Que yo sepa, la humanidad lleva realizando hace cientos, miles de años una serie de actuaciones rutinarias, del día a día, sin saber muy bien el porqué hay que hacerlas así. La mayoría de las veces poco importa, cuando el resultado es lo satisfactorio que deseamos. Sin tener que viajar mucho en el tiempo, sirva como ejemplo la costumbre de compartir enfermedades entre vecinos, en la España entre los 60´ y los 80´. En estos años, era muy normal que cuando una enfermedad contagiosa aterrizaba en un barrio, en una pedanía, las madres llevaran a merendar a sus hijos con los contagiados. Los niños y niñas sanos, lógicamente, inmediatamente desarrollaban los síntomas, y si no fuese así, había que volver a merendar con el enfermo, otra vez. Pronto toda la chiquillería del barrio estaba infectada. Los síntomas de la enfermedad, a estas edades, eran livianas, nada que no se curase con una semana de cama y con los mimitos de mamá. Transcurridos los siete días, la progenitora, que ya tenía preparados los bocadillos, mandaba a sus criaturas a la calle, a jugar, ahora muy tranquila, ya que aun sin saber el porqué, tenía la certeza de que sus hijos no volverían a pasar la peligrosa enfermedad. Las paperas, el sarampión o la varicela, antes de que las vacunas estuviesen al alcance de todos, eran enfermedades muy contagiosas y peligrosas. Si enfermabas siendo adultos aparte de dolorosas, podían poner en peligro incluso tu vida. Sin conocimientos de qué eran los antígenos, anticuerpos o del concepto de inmunidad, gracias a estas prácticas, ahora consideradas medievales, se salvaron muchas vidas y consiguieron lo que hoy tanto ansiamos, la inmunidad de rebaño ante esas enfermedades.

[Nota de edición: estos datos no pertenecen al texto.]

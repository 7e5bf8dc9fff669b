use crate::config::OverlayConfig;
use crate::error::OverlayResult;
use crate::input::{InputEvent, InputHandler};
use crate::overlay::Overlay;
use crate::panels;
use crate::renderer::Renderer;

pub struct OverlayApp {
    /// Persisted across restarts; drawings and particles are not.
    config: OverlayConfig,
    overlay: Overlay,
    renderer: Renderer,
    input: InputHandler,
}

impl OverlayApp {
    /// Called once before the first frame.
    pub fn new(cc: &eframe::CreationContext<'_>) -> OverlayResult<Self> {
        let config = Self::initial_config(cc.storage);
        let overlay = Overlay::from_config(config.clone())?;

        Ok(Self {
            config,
            overlay,
            renderer: Renderer::new(cc),
            input: InputHandler::new(),
        })
    }

    /// Config file from the environment first, then the stored config, then defaults.
    fn initial_config(storage: Option<&dyn eframe::Storage>) -> OverlayConfig {
        match OverlayConfig::from_env() {
            Some(Ok(config)) => return config,
            Some(Err(err)) => log::warn!("Ignoring config file: {err}"),
            None => {}
        }

        let stored = storage.and_then(|s| eframe::get_value::<OverlayConfig>(s, eframe::APP_KEY));
        match stored {
            Some(config) => match config.validate() {
                Ok(()) => config,
                Err(err) => {
                    log::warn!("Stored config rejected, using defaults: {err}");
                    OverlayConfig::default()
                }
            },
            None => OverlayConfig::default(),
        }
    }

    pub fn overlay(&self) -> &Overlay {
        &self.overlay
    }

    /// Drops presses that land on egui widgets, so clicking the toolbar doesn't draw.
    fn filter_ui_presses(ctx: &egui::Context, events: Vec<InputEvent>) -> Vec<InputEvent> {
        if !ctx.is_pointer_over_area() {
            return events;
        }
        events
            .into_iter()
            .filter(|e| !matches!(e, InputEvent::PointerDown(_)))
            .collect()
    }
}

impl eframe::App for OverlayApp {
    /// Called by the frame work to save state before shutdown.
    fn save(&mut self, storage: &mut dyn eframe::Storage) {
        eframe::set_value(storage, eframe::APP_KEY, &self.config);
    }

    /// Called each time the UI needs repainting, which may be many times per second.
    fn update(&mut self, ctx: &egui::Context, _frame: &mut eframe::Frame) {
        if self.overlay.on_viewport(ctx.screen_rect().size()) {
            log::debug!("Viewport changed, overlay layers wiped");
        }

        let events = self.input.process_input(ctx);
        let events = Self::filter_ui_presses(ctx, events);
        self.overlay.handle_events(&events);

        if self.overlay.step_frame() {
            ctx.request_repaint();
        }

        let painter = ctx.layer_painter(egui::LayerId::background());
        self.renderer.render(&painter, &mut self.overlay);

        panels::toolbar(&mut self.overlay, ctx);
    }
}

Seguramente llevamos en nuestros genes, grabado a fuego, una serie de órdenes que nos han permitido perdurar como especie a lo largo del tiempo. Y seguimos haciendo cosas de forma inconsciente, que nos ayudan a sobrevivir. Cómo entender si no, que en pleno siglo XXI, en plena era del hombre tecnológico, en los tiempos de los grandes avances en medicina y en el estado de bienestar, que nuestros adolescentes sigan practicando reuniones multitudinarias sin miedo al contagio de la Covid. Quizás de forma inconscientes estamos favoreciendo, padres y políticos, que nuestros adolescentes, los menos vulnerables a la enfermedad, se expongan a estas prácticas de riesgo que conllevan un alto índice de contagio y una baja tasa de mortalidad. Sin saberlo, pero ahora con más conocimientos de nuestro cuerpo, ¿no estaremos haciendo lo que hacían nuestros abuelos, buscamos una inmunidad de rebaño, aunque para ello tengamos que jugar de forma peligrosa con la enfermedad?

También podemos imaginar que hay un poder en la sombra, unas manos negras que, sabiendo mucho de enfermedades contagiosas, sigan alentando, o al menos no ponen trabas, a que los más jóvenes de nuestra sociedad sigan con sus reuniones sin medidas de ningún tipo. Prácticas que por mucho que las critiquemos, las llamemos incívicas e irresponsables, ahora en verano, se siguen realizando, noche tras noche y sin que nadie lo impida. A este ritmo de contagios, pronto llegaremos a la inmunidad de borregos, perdón, de rebaño y además nos ahorraremos una buena pasta en vacunas, recordemos a veinte euros cada una. Yo, como diría un buen gallego, solo acierto a comentar que: “No creo en las brujas, pero haberlas haylas”.